This documentation is for an unreleased version of Apache Paimon. We recommend you use the latest stable version.
Partial Update #
By specifying 'merge-engine' = 'partial-update', users have the ability to update columns of a record through
multiple updates until the record is complete. This is achieved by updating the value fields one by one, using the
latest data under the same primary key. However, null values are not overwritten in the process.
For example, suppose Paimon receives three records:
<1, 23.0, 10, NULL>-<1, NULL, NULL, 'This is a book'><1, 25.2, NULL, NULL>
Assuming that the first column is the primary key, the final result would be <1, 25.2, 10, 'This is a book'>.
For streaming queries,partial-updatemerge engine must be used together withlookuporfull-compactionchangelog producer. (‘input’ changelog producer is also supported, but only returns input records.)
By default, Partial update can not accept delete records, you can choose one of the following solutions:
- Configure ‘ignore-delete’ to ignore delete records.
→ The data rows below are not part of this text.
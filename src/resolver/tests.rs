use super::*;
use crate::diagnostics::ResolutionStage;
use crate::types::{Alignment, AlignmentFilter, Detection, DetectionKind};

fn confirmed(alignment: Alignment, distance: f32) -> Detection {
    Detection::new(DetectionKind::ConfirmedPlane, alignment, distance, 0.0)
}

fn inferred_h(distance: f32, height: f32) -> Detection {
    Detection::new(
        DetectionKind::InferredHorizontalPlane,
        Alignment::Horizontal,
        distance,
        height,
    )
}

fn inferred_v(distance: f32) -> Detection {
    Detection::new(
        DetectionKind::InferredVerticalPlane,
        Alignment::Vertical,
        distance,
        0.0,
    )
}

#[test]
fn empty_input_resolves_to_none() {
    for filter in [
        AlignmentFilter::ANY,
        AlignmentFilter::HORIZONTAL,
        AlignmentFilter::VERTICAL,
    ] {
        assert_eq!(resolve(&[], filter, None, false), None);
        assert_eq!(resolve(&[], filter, Some(0.0), true), None);
    }
}

#[test]
fn confirmed_plane_beats_closer_inferred_hits() {
    let hits = [inferred_v(0.2), inferred_h(0.1, 0.0), confirmed(Alignment::Horizontal, 5.0)];
    let chosen = resolve(&hits, AlignmentFilter::ANY, None, true);
    assert_eq!(chosen, Some(hits[2]));
}

#[test]
fn confirmed_plane_outside_filter_is_skipped() {
    let hits = [
        confirmed(Alignment::Horizontal, 1.0),
        confirmed(Alignment::Vertical, 3.0),
        inferred_h(0.5, 0.0),
    ];
    let chosen = resolve(&hits, AlignmentFilter::VERTICAL, None, false);
    assert_eq!(chosen, Some(hits[1]));
}

#[test]
fn both_alignments_pick_nearest_fallback() {
    let hits = [inferred_h(2.0, 0.0), inferred_v(1.0)];
    assert_eq!(resolve(&hits, AlignmentFilter::ANY, None, false), Some(hits[1]));
    assert_eq!(
        resolve(&hits, AlignmentFilter::HORIZONTAL, None, false),
        Some(hits[0])
    );
}

#[test]
fn equal_distances_prefer_horizontal() {
    let hits = [inferred_v(1.0), inferred_h(1.0, 0.0)];
    assert_eq!(resolve(&hits, AlignmentFilter::ANY, None, false), Some(hits[1]));
}

#[test]
fn vertical_filter_degrades_to_horizontal() {
    let hits = [inferred_h(1.5, 0.0)];
    assert_eq!(resolve(&hits, AlignmentFilter::VERTICAL, None, false), Some(hits[0]));
}

#[test]
fn horizontal_filter_never_returns_vertical() {
    let hits = [inferred_v(0.5)];
    assert_eq!(resolve(&hits, AlignmentFilter::HORIZONTAL, None, false), None);
}

#[test]
fn empty_filter_matches_nothing() {
    let hits = [confirmed(Alignment::Horizontal, 1.0), inferred_h(1.0, 0.0), inferred_v(1.0)];
    assert_eq!(resolve(&hits, AlignmentFilter::EMPTY, None, true), None);
}

#[test]
fn fallback_uses_first_occurrence_of_each_kind() {
    let hits = [inferred_h(3.0, 0.0), inferred_h(0.5, 0.0), inferred_v(2.0)];
    // The second horizontal hit is closer but only the first one competes.
    assert_eq!(resolve(&hits, AlignmentFilter::ANY, None, false), Some(hits[2]));
}

#[test]
fn infinite_plane_takes_first_vertical_without_comparing_distance() {
    let hits = [inferred_h(0.3, 0.0), inferred_v(4.0), inferred_v(1.0)];
    let resolver = PlacementResolver::default();
    let query = PlacementQuery::new(&hits)
        .with_filter(AlignmentFilter::VERTICAL)
        .with_infinite_plane(true);
    let report = resolver.resolve_with_diagnostics(&query);
    assert_eq!(report.chosen_index, Some(1));
    assert_eq!(report.stage, Some(ResolutionStage::InfinitePlane));
}

#[test]
fn infinite_plane_accepts_horizontal_without_reference() {
    let hits = [inferred_v(0.5), inferred_h(2.0, 1.0)];
    let query = PlacementQuery::new(&hits)
        .with_filter(AlignmentFilter::HORIZONTAL)
        .with_infinite_plane(true);
    let report = PlacementResolver::default().resolve_with_diagnostics(&query);
    assert_eq!(report.chosen_index, Some(1));
    assert_eq!(report.stage, Some(ResolutionStage::InfinitePlane));
}

#[test]
fn height_band_rejection_falls_through_to_fallback() {
    let hits = [inferred_h(1.0, 0.5)];
    let query = PlacementQuery::new(&hits)
        .with_filter(AlignmentFilter::HORIZONTAL)
        .with_reference_height(Some(0.0))
        .with_infinite_plane(true);
    let report = PlacementResolver::default().resolve_with_diagnostics(&query);
    assert_eq!(report.chosen, Some(hits[0]));
    assert_eq!(report.stage, Some(ResolutionStage::Fallback));
    assert!(report.trace.infinite_plane_searched);
    assert_eq!(report.trace.height_rejections, 1);
}

#[test]
fn height_band_accepts_later_hit_inside_band() {
    let hits = [inferred_h(0.5, 0.3), inferred_h(1.2, 0.02)];
    let query = PlacementQuery::new(&hits)
        .with_filter(AlignmentFilter::HORIZONTAL)
        .with_reference_height(Some(0.0))
        .with_infinite_plane(true);
    let report = PlacementResolver::default().resolve_with_diagnostics(&query);
    assert_eq!(report.chosen_index, Some(1));
    assert_eq!(report.stage, Some(ResolutionStage::InfinitePlane));
}

#[test]
fn height_band_boundary_is_exclusive() {
    let hits = [inferred_h(1.0, 0.25), inferred_v(0.1)];
    let params = ResolverParams {
        height_tolerance: 0.25,
    };
    let query = PlacementQuery::new(&hits)
        .with_filter(AlignmentFilter::HORIZONTAL)
        .with_reference_height(Some(0.0))
        .with_infinite_plane(true);
    let report = PlacementResolver::new(params).resolve_with_diagnostics(&query);
    assert_eq!(report.stage, Some(ResolutionStage::Fallback));
    assert_eq!(report.trace.height_rejections, 1);
}

#[test]
fn mode_flag_off_skips_infinite_stage() {
    let hits = [inferred_v(4.0), inferred_h(1.0, 0.0)];
    let query = PlacementQuery::new(&hits);
    let report = PlacementResolver::default().resolve_with_diagnostics(&query);
    assert!(!report.trace.infinite_plane_searched);
    assert_eq!(report.stage, Some(ResolutionStage::Fallback));
    assert_eq!(report.chosen_index, Some(1));
}

#[test]
fn invalid_tolerance_is_replaced_by_default() {
    let resolver = PlacementResolver::new(ResolverParams {
        height_tolerance: f32::NAN,
    });
    assert_eq!(resolver.params().height_tolerance, DEFAULT_HEIGHT_TOLERANCE);
}

#[test]
fn resolution_is_deterministic() {
    let hits = [inferred_h(2.0, 0.0), inferred_v(1.0), confirmed(Alignment::Vertical, 9.0)];
    let resolver = PlacementResolver::default();
    let query = PlacementQuery::new(&hits).with_infinite_plane(true);
    let first = resolver.resolve(&query);
    for _ in 0..8 {
        assert_eq!(resolver.resolve(&query), first);
    }
}

#[test]
fn default_band_accepts_inside_and_rejects_outside() {
    let resolver = PlacementResolver::new(ResolverParams::default());
    let inside = [inferred_h(1.0, 0.04)];
    let outside = [inferred_h(1.0, 0.06)];
    for (hits, expected_stage, rejections) in [
        (&inside, ResolutionStage::InfinitePlane, 0),
        (&outside, ResolutionStage::Fallback, 1),
    ] {
        let query = PlacementQuery::new(hits)
            .with_filter(AlignmentFilter::HORIZONTAL)
            .with_reference_height(Some(0.0))
            .with_infinite_plane(true);
        let report = resolver.resolve_with_diagnostics(&query);
        assert_eq!(
            report.stage,
            Some(expected_stage),
            "height {} against the default band",
            hits[0].world_height
        );
        assert_eq!(report.trace.height_rejections, rejections);
    }
}

#[test]
fn timings_cover_each_stage_that_ran() {
    let resolver = PlacementResolver::default();
    let hits = [inferred_h(1.0, 0.5), inferred_v(2.0)];

    let confirmed_only = [confirmed(Alignment::Vertical, 1.0)];
    let report = resolver.resolve_with_diagnostics(&PlacementQuery::new(&confirmed_only));
    assert_eq!(report.timings.labels(), vec!["confirmed_plane"]);

    let report = resolver.resolve_with_diagnostics(&PlacementQuery::new(&hits));
    assert_eq!(report.timings.labels(), vec!["confirmed_plane", "fallback"]);

    let query = PlacementQuery::new(&hits)
        .with_filter(AlignmentFilter::HORIZONTAL)
        .with_reference_height(Some(0.0))
        .with_infinite_plane(true);
    let report = resolver.resolve_with_diagnostics(&query);
    assert_eq!(
        report.timings.labels(),
        vec!["confirmed_plane", "infinite_plane", "fallback"]
    );
    let stage_sum: f64 = report.timings.stages.iter().map(|s| s.elapsed_ms).sum();
    assert!(
        stage_sum <= report.timings.total_ms,
        "stage times {stage_sum} exceed total {}",
        report.timings.total_ms
    );
    assert!(report.timings.stage_ms("infinite_plane").is_some());

    let report = resolver.resolve_with_diagnostics(&PlacementQuery::new(&[]));
    assert!(report.timings.stages.is_empty());
}
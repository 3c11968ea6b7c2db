/// Sanction sources consumed by the case log creator
///
/// Read-only views of the two moderation actions that feed the audit
/// trail: formal warnings and thread reply restrictions. Both funnel into
/// one workflow through the `Sanction` sum type; the `Loggable` capability
/// covers what the creator needs without re-branching on the variant.
use crate::content::{ContentKind, ContentRef};
use chrono::{DateTime, Utc};
use serde::{Deserialize, Serialize};

/// A formal, points-bearing warning issued against a piece of content
#[derive(Debug, Clone, Serialize, Deserialize)]
pub struct FormalWarning {
    pub warning_id: i64,
    pub content_kind: ContentKind,
    pub content_id: i64,
    pub content_title: String,
    /// User the warning was issued against
    pub user_id: i64,
    pub warning_date: DateTime<Utc>,
    /// Moderator who issued the warning
    pub warning_user_id: i64,
    pub warning_definition_id: Option<i64>,
    pub title: String,
    pub notes: String,
    pub points: i64,
    /// None means the warning never expires
    pub expiry_date: Option<DateTime<Utc>>,
    pub is_expired: bool,
    /// Extra user groups applied with the warning. Some warning sources
    /// never carry this field; absence is not an error.
    pub extra_user_group_ids: Option<Vec<i64>>,
    /// Live content, when it still exists. Required to open a new case.
    pub content: Option<ContentRef>,
    /// Case already linked to the warned content, if any
    pub case_id: Option<i64>,
}

/// A time-bounded restriction preventing a user from replying in a thread
#[derive(Debug, Clone, Serialize, Deserialize)]
pub struct ReplyRestriction {
    pub restriction_id: i64,
    /// User the restriction applies to
    pub user_id: i64,
    pub username: String,
    pub thread_id: i64,
    /// None means the restriction is permanent
    pub expiry_date: Option<DateTime<Utc>>,
    /// Free-text reason entered by the moderator
    pub reason: String,
    /// Case already linked via the thread or the restricted user, if any
    pub case_id: Option<i64>,
    /// Set when the restriction is scoped to one specific post
    pub post: Option<RestrictedPost>,
}

/// The specific post a reply restriction is scoped to
#[derive(Debug, Clone, Serialize, Deserialize)]
pub struct RestrictedPost {
    pub post_id: i64,
    pub thread_title: String,
    /// Case already linked via this post, if any
    pub case_id: Option<i64>,
}

/// A moderation action that can be snapshotted into a case log
pub trait Loggable {
    /// Identifier used to prefix aggregated validation failures, when the
    /// sanction has one
    fn identifier(&self) -> Option<String>;

    /// User the sanction targets
    fn target_user_id(&self) -> i64;

    /// Case already linked to the sanctioned content, if any
    fn linked_case_id(&self) -> Option<i64>;
}

impl Loggable for FormalWarning {
    fn identifier(&self) -> Option<String> {
        Some(format!("Warning:{}", self.warning_id))
    }

    fn target_user_id(&self) -> i64 {
        self.user_id
    }

    fn linked_case_id(&self) -> Option<i64> {
        self.case_id
    }
}

impl Loggable for ReplyRestriction {
    fn identifier(&self) -> Option<String> {
        None
    }

    fn target_user_id(&self) -> i64 {
        self.user_id
    }

    /// A post-scoped restriction takes its linkage from the post, even
    /// when the post itself has no case.
    fn linked_case_id(&self) -> Option<i64> {
        match &self.post {
            Some(post) => post.case_id,
            None => self.case_id,
        }
    }
}

/// A sanction issued by a moderator, in one of its two forms
#[derive(Debug, Clone, Serialize, Deserialize)]
pub enum Sanction {
    Warning(FormalWarning),
    ReplyRestriction(ReplyRestriction),
}

impl Sanction {
    pub fn as_loggable(&self) -> &dyn Loggable {
        match self {
            Sanction::Warning(warning) => warning,
            Sanction::ReplyRestriction(restriction) => restriction,
        }
    }
}

#[cfg(test)]
mod tests {
    use super::*;

    fn restriction() -> ReplyRestriction {
        ReplyRestriction {
            restriction_id: 5,
            user_id: 10,
            username: "banned_user".to_string(),
            thread_id: 77,
            expiry_date: None,
            reason: "flooding".to_string(),
            case_id: Some(3),
            post: None,
        }
    }

    #[test]
    fn test_restriction_linkage_prefers_post_scope() {
        let mut r = restriction();
        assert_eq!(r.linked_case_id(), Some(3));

        // post scope replaces the thread-level linkage outright
        r.post = Some(RestrictedPost {
            post_id: 400,
            thread_title: "Thread".to_string(),
            case_id: None,
        });
        assert_eq!(r.linked_case_id(), None);

        r.post.as_mut().unwrap().case_id = Some(9);
        assert_eq!(r.linked_case_id(), Some(9));
    }

    #[test]
    fn test_only_warnings_carry_identifiers() {
        assert!(restriction().identifier().is_none());
    }
}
- Configure ‘partial-update.remove-record-on-delete’ to remove the whole row when receiving delete records.
- Configure ‘sequence-group’s to retract partial columns. Also configure ‘partial-update.remove-record-on-sequence-group’ to remove the whole row when receiving deleted records of
specified sequence group.
Sequence Group #
A sequence-field may not solve the disorder problem of partial-update tables with multiple stream updates, because the sequence-field may be overwritten by the latest data of another stream during multi-stream update.
So we introduce sequence group mechanism for partial-update tables. It can solve:
- Disorder during multi-stream update. Each stream defines its own sequence-groups.
- A true partial-update, not just a non-null update.
See example:
CREATE TABLE t
(
k INT,
a INT,
b INT,
g_1 INT,
c INT,
d INT,
g_2 INT,
PRIMARY KEY (k) NOT ENFORCED
) WITH (
'merge-engine' = 'partial-update',
'fields.g_1.sequence-group' = 'a,b',
'fields.g_2.sequence-group' = 'c,d'
);
INSERT INTO t
VALUES (1, 1, 1, 1, 1, 1, 1);
-- g_2 is null, c, d should not be updated
INSERT INTO t
VALUES (1, 2, 2, 2, 2, 2, CAST(NULL AS INT));
SELECT *
FROM t;
-- output 1, 2, 2, 2, 1, 1, 1
-- g_1 is smaller, a, b should not be updated
INSERT INTO t
VALUES (1, 3, 3, 1, 3, 3, 3);
SELECT *
FROM t; -- output 1, 2, 2, 2, 3, 3, 3
For fields.<field-name>.sequence-group, valid comparative data types include: DECIMAL, TINYINT, SMALLINT, INTEGER,
BIGINT, FLOAT, DOUBLE, DATE, TIME, TIMESTAMP, and TIMESTAMP_LTZ.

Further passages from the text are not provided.